▶ **Task goal**
Each record that follows must be printed exactly as given.

▶ **Extracted records**
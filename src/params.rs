//! The learned parameter vector.

use crate::graph::FeatureGraph;
use parking_lot::{RwLock, RwLockReadGuard, RwLockWriteGuard};
use rand::Rng;
use std::collections::BTreeMap;

/// Feature name -> nonnegative weight.
pub type ParamVec = BTreeMap<String, f64>;

/// Jitter added on top of the default weight of 1.0.
pub const DEFAULT_WEIGHT_JITTER: f64 = 0.01;

/// Insert a default weight for every graph feature missing from `params`.
///
/// New weights are `1.0 + 0.01 * U[0,1)`, so features start near 1 but not tied.
/// Existing entries are never touched, which makes this idempotent once every feature is
/// present. Returns the number of inserted features.
pub fn add_default_weights<G, R>(graph: &G, params: &mut ParamVec, rng: &mut R) -> usize
where
    G: FeatureGraph,
    R: Rng + ?Sized,
{
    let mut added = 0usize;
    for name in graph.feature_names() {
        if params.contains_key(&name) {
            continue;
        }
        let w = 1.0 + DEFAULT_WEIGHT_JITTER * rng.random::<f64>();
        tracing::trace!(feature = %name, weight = w, "default weight");
        params.insert(name, w);
        added += 1;
    }
    added
}

/// A parameter vector shared between training workers.
///
/// Walks and gradients should run on a [`SharedParams::snapshot`]; only the trainer's
/// clip-and-apply step takes the write guard. A snapshot may be stale by the time it is
/// used; that race is accepted for every path except the update itself.
///
/// Lock order inside the crate is: jitter rng mutex, then this lock. Outside callers only
/// get copies ([`SharedParams::snapshot`], [`SharedParams::get`]), never a guard.
#[derive(Debug, Default)]
pub struct SharedParams {
    inner: RwLock<ParamVec>,
}

impl SharedParams {
    pub fn new(params: ParamVec) -> Self {
        Self { inner: RwLock::new(params) }
    }

    /// Clone the current vector.
    pub fn snapshot(&self) -> ParamVec {
        self.inner.read().clone()
    }

    pub fn get(&self, feature: &str) -> Option<f64> {
        self.inner.read().get(feature).copied()
    }

    pub fn len(&self) -> usize {
        self.inner.read().len()
    }

    pub fn is_empty(&self) -> bool {
        self.inner.read().is_empty()
    }

    /// Guards stay crate-private: the trainer takes the jitter rng mutex *before* this lock,
    /// and never holds a guard across a call back into the trainer. A caller holding a guard
    /// while training on the same vector would deadlock.
    pub(crate) fn read(&self) -> RwLockReadGuard<'_, ParamVec> {
        self.inner.read()
    }

    /// Exclusive access. Hold the guard for the whole read-modify-write sequence.
    pub(crate) fn write(&self) -> RwLockWriteGuard<'_, ParamVec> {
        self.inner.write()
    }

    pub fn into_inner(self) -> ParamVec {
        self.inner.into_inner()
    }
}

impl From<ParamVec> for SharedParams {
    fn from(params: ParamVec) -> Self {
        Self::new(params)
    }
}
//! Random walk with restart over a feature-weighted graph.
//!
//! Restart links are assumed to be explicit edges in the graph, so a walk step is a plain
//! weighted propagation. Mass is **not** renormalized: a node whose outgoing weight is zero
//! absorbs its mass, and that mass leaves the distribution for good.

use crate::graph::FeatureGraph;
use crate::params::ParamVec;
use crate::weights::{edge_weight, total_edge_weight};
use std::collections::BTreeMap;

/// Node -> mass. Not required to sum to 1.
pub type Distribution<N> = BTreeMap<N, f64>;

/// One propagation step away from `dist`.
///
/// Each node `u` with mass `m` sends `m * w(u,v) / Z_u` along every outgoing edge. Dead ends
/// (`Z_u == 0`) are skipped and their mass is dropped.
pub fn walk_once<G: FeatureGraph>(
    graph: &G,
    dist: &Distribution<G::Node>,
    params: &ParamVec,
) -> Distribution<G::Node> {
    let mut next: Distribution<G::Node> = BTreeMap::new();
    for (k, (u, &mass)) in dist.iter().enumerate() {
        if k > 0 && k % 100 == 0 {
            tracing::debug!(nodes = k, "walked from nodes");
        }
        let z = total_edge_weight(graph, u, params);
        if z == 0.0 {
            tracing::debug!(node = ?u, mass, "0 total edge weight; skipping");
            continue;
        }
        for v in graph.neighbors(u) {
            let inc = mass * edge_weight(graph, u, &v, params) / z;
            *next.entry(v).or_insert(0.0) += inc;
        }
    }
    if next.is_empty() {
        tracing::warn!(input_nodes = dist.len(), "no entries after walk step");
    }
    next
}

/// Apply [`walk_once`] exactly `steps` times.
///
/// `steps == 0` returns `start` unchanged. There is no convergence check and no early exit,
/// even once the distribution is empty.
pub fn rwr<G: FeatureGraph>(
    graph: &G,
    start: &Distribution<G::Node>,
    params: &ParamVec,
    steps: usize,
) -> Distribution<G::Node> {
    let mut dist = start.clone();
    for _ in 0..steps {
        dist = walk_once(graph, &dist, params);
    }
    dist
}

/// Total mass held by `dist`.
pub fn total_mass<N>(dist: &Distribution<N>) -> f64 {
    dist.values().sum()
}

▶ **Solution below**
filename src/params.rs
//! The learned parameter vector.

use crate::graph::FeatureGraph;
use parking_lot::{RwLock, RwLockReadGuard, RwLockWriteGuard};
use rand::Rng;
use std::collections::BTreeMap;

/// Feature name -> nonnegative weight.
pub type ParamVec = BTreeMap<String, f64>;

/// Jitter added on top of the default weight of 1.0.
pub const DEFAULT_WEIGHT_JITTER: f64 = 0.01;

/// Insert a default weight for every graph feature missing from `params`.
///
/// New weights are `1.0 + 0.01 * U[0,1)`, so features start near 1 but not tied.
/// Existing entries are never touched, which makes this idempotent once every feature is
/// present. Returns the number of inserted features.
pub fn add_default_weights<G, R>(graph: &G, params: &mut ParamVec, rng: &mut R) -> usize
where
    G: FeatureGraph,
    R: Rng + ?Sized,
{
    let mut added = 0usize;
    for name in graph.feature_names() {
        if params.contains_key(&name) {
            continue;
        }
        let w = 1.0 + DEFAULT_WEIGHT_JITTER * rng.random::<f64>();
        tracing::trace!(feature = %name, weight = w, "default weight");
        params.insert(name, w);
        added += 1;
    }
    added
}

/// A parameter vector shared between training workers.
///
/// Walks and gradients should run on a [`SharedParams::snapshot`]; only the trainer's
/// clip-and-apply step takes the write guard. A snapshot may be stale by the time it is
/// used; that race is accepted for every path except the update itself.
///
/// Lock order inside the crate is: jitter rng mutex, then this lock. Outside callers only
/// get copies ([`SharedParams::snapshot`], [`SharedParams::get`]), never a guard.
#[derive(Debug, Default)]
pub struct SharedParams {
    inner: RwLock<ParamVec>,
}

impl SharedParams {
    pub fn new(params: ParamVec) -> Self {
        Self { inner: RwLock::new(params) }
    }

    /// Clone the current vector.
    pub fn snapshot(&self) -> ParamVec {
        self.inner.read().clone()
    }

    pub fn get(&self, feature: &str) -> Option<f64> {
        self.inner.read().get(feature).copied()
    }

    pub fn len(&self) -> usize {
        self.inner.read().len()
    }

    pub fn is_empty(&self) -> bool {
        self.inner.read().is_empty()
    }

    /// Guards stay crate-private: the trainer takes the jitter rng mutex *before* this lock,
    /// and never holds a guard across a call back into the trainer. A caller holding a guard
    /// while training on the same vector would deadlock.
    pub(crate) fn read(&self) -> RwLockReadGuard<'_, ParamVec> {
        self.inner.read()
    }

    /// Exclusive access. Hold the guard for the whole read-modify-write sequence.
    pub(crate) fn write(&self) -> RwLockWriteGuard<'_, ParamVec> {
        self.inner.write()
    }

    pub fn into_inner(self) -> ParamVec {
        self.inner.into_inner()
    }
}

impl From<ParamVec> for SharedParams {
    fn from(params: ParamVec) -> Self {
        Self::new(params)
    }
}
//! Random walk with restart over a feature-weighted graph.
//!
//! Restart links are assumed to be explicit edges in the graph, so a walk step is a plain
//! weighted propagation. Mass is **not** renormalized: a node whose outgoing weight is zero
//! absorbs its mass, and that mass leaves the distribution for good.

use crate::graph::FeatureGraph;
use crate::params::ParamVec;
use crate::weights::{edge_weight, total_edge_weight};
use std::collections::BTreeMap;

/// Node -> mass. Not required to sum to 1.
pub type Distribution<N> = BTreeMap<N, f64>;

/// One propagation step away from `dist`.
///
/// Each node `u` with mass `m` sends `m * w(u,v) / Z_u` along every outgoing edge. Dead ends
/// (`Z_u == 0`) are skipped and their mass is dropped.
pub fn walk_once<G: FeatureGraph>(
    graph: &G,
    dist: &Distribution<G::Node>,
    params: &ParamVec,
) -> Distribution<G::Node> {
    let mut next: Distribution<G::Node> = BTreeMap::new();
    for (k, (u, &mass)) in dist.iter().enumerate() {
        if k > 0 && k % 100 == 0 {
            tracing::debug!(nodes = k, "walked from nodes");
        }
        let z = total_edge_weight(graph, u, params);
        if z == 0.0 {
            tracing::debug!(node = ?u, mass, "0 total edge weight; skipping");
            continue;
        }
        for v in graph.neighbors(u) {
            let inc = mass * edge_weight(graph, u, &v, params) / z;
            *next.entry(v).or_insert(0.0) += inc;
        }
    }
    if next.is_empty() {
        tracing::warn!(input_nodes = dist.len(), "no entries after walk step");
    }
    next
}

/// Apply [`walk_once`] exactly `steps` times.
///
/// `steps == 0` returns `start` unchanged. There is no convergence check and no early exit,
/// even once the distribution is empty.
pub fn rwr<G: FeatureGraph>(
    graph: &G,
    start: &Distribution<G::Node>,
    params: &ParamVec,
    steps: usize,
) -> Distribution<G::Node> {
    let mut dist = start.clone();
    for _ in 0..steps {
        dist = walk_once(graph, &dist, params);
    }
    dist
}

/// Total mass held by `dist`.
pub fn total_mass<N>(dist: &Distribution<N>) -> f64 {
    dist.values().sum()
}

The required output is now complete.